[[ AVAILABLE RECORDS, beginning ]]

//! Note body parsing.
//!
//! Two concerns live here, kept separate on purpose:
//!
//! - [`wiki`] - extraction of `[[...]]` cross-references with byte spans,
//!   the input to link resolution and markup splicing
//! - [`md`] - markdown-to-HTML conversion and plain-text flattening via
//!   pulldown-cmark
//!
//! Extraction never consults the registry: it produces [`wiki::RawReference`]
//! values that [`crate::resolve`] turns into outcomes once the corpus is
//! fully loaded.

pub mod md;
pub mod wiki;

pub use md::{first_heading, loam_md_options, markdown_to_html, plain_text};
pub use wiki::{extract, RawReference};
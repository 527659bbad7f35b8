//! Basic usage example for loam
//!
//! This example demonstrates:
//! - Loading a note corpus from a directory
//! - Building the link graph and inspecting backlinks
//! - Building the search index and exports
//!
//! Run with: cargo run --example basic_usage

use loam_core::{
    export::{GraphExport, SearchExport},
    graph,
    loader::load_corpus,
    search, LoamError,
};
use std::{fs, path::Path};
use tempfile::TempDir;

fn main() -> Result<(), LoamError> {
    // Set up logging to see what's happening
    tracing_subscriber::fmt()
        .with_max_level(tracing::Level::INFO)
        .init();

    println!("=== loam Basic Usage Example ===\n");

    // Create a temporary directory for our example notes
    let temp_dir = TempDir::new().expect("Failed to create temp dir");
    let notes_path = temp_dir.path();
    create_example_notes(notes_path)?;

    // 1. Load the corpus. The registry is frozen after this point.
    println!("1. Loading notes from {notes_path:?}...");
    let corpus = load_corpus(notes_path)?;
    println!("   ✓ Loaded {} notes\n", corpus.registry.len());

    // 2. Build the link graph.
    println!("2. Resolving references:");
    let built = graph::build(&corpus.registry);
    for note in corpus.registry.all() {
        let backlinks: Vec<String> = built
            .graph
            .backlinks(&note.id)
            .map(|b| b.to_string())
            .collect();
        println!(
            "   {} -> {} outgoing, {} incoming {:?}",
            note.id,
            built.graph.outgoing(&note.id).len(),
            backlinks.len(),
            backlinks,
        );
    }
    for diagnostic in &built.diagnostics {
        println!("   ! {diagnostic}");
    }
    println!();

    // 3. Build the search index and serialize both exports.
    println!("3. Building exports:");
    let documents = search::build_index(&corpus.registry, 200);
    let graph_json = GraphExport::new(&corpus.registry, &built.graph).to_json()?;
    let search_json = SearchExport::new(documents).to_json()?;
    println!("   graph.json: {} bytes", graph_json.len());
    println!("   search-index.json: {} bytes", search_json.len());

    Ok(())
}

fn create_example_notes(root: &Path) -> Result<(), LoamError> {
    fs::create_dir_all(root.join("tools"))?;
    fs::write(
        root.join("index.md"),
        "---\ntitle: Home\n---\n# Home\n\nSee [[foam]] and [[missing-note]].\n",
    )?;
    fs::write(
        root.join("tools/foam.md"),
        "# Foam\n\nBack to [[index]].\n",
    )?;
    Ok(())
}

[[ AVAILABLE RECORDS, end ]]
[[ AVAILABLE RECORDS, beginning ]]

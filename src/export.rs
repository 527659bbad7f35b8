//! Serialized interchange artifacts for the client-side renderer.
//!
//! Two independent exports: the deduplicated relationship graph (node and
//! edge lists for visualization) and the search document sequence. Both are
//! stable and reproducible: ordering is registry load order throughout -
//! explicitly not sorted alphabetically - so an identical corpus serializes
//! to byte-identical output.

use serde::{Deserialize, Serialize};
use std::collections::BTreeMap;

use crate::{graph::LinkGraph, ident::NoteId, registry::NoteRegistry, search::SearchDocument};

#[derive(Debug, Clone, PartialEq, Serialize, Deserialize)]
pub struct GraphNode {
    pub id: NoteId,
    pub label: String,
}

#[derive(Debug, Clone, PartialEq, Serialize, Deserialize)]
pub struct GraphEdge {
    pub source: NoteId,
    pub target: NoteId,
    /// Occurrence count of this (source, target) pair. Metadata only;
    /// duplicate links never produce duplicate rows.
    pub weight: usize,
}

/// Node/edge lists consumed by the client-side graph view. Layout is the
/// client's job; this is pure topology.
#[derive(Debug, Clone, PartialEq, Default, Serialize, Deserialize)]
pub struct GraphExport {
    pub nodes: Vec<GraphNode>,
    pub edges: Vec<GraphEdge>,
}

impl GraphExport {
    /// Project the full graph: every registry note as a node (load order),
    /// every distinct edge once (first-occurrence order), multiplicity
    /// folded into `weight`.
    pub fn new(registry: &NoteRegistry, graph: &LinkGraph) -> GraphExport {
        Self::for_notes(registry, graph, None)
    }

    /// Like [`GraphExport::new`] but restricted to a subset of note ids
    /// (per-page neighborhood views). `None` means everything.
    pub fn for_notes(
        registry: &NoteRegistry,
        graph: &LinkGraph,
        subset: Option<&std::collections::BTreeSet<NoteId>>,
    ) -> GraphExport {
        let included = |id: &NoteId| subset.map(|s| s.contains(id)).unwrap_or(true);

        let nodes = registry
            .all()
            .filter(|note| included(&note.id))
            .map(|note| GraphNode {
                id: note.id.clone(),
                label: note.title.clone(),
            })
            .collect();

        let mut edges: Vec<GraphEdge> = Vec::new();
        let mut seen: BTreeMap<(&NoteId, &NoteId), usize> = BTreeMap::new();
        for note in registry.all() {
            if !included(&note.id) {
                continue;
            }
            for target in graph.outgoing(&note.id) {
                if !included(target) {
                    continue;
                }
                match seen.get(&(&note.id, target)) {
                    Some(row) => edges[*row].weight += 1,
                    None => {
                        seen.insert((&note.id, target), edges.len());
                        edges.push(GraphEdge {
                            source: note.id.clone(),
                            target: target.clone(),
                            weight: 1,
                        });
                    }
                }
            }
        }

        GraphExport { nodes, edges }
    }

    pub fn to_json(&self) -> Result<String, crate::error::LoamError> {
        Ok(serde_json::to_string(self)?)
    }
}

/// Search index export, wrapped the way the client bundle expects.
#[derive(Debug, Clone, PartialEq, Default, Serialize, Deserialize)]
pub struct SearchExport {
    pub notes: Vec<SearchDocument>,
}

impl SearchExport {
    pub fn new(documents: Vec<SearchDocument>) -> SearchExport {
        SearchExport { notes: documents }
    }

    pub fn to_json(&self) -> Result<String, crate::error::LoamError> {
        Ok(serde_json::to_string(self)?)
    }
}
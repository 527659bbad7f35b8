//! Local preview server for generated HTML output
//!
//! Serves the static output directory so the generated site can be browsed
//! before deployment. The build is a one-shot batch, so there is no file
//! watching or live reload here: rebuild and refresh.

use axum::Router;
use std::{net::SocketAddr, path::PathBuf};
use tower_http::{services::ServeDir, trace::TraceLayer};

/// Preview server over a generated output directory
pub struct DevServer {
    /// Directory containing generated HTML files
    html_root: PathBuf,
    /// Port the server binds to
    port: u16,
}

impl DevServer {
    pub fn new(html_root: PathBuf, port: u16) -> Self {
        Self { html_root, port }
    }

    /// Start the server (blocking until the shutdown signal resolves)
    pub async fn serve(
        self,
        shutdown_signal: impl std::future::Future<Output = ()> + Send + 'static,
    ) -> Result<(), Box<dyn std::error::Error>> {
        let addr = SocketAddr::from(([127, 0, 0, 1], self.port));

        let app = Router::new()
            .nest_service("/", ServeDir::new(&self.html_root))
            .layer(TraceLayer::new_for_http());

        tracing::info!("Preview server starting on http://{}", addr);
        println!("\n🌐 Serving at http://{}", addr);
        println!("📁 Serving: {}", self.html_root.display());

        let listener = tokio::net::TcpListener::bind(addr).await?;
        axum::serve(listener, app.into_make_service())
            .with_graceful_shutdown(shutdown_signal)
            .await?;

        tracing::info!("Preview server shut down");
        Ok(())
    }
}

[[ AVAILABLE RECORDS, end ]]

PROMPT: Only a number is wanted here: the tally of lines in the entries that include the word "GraphEdge".

WORKED SOLUTION: 4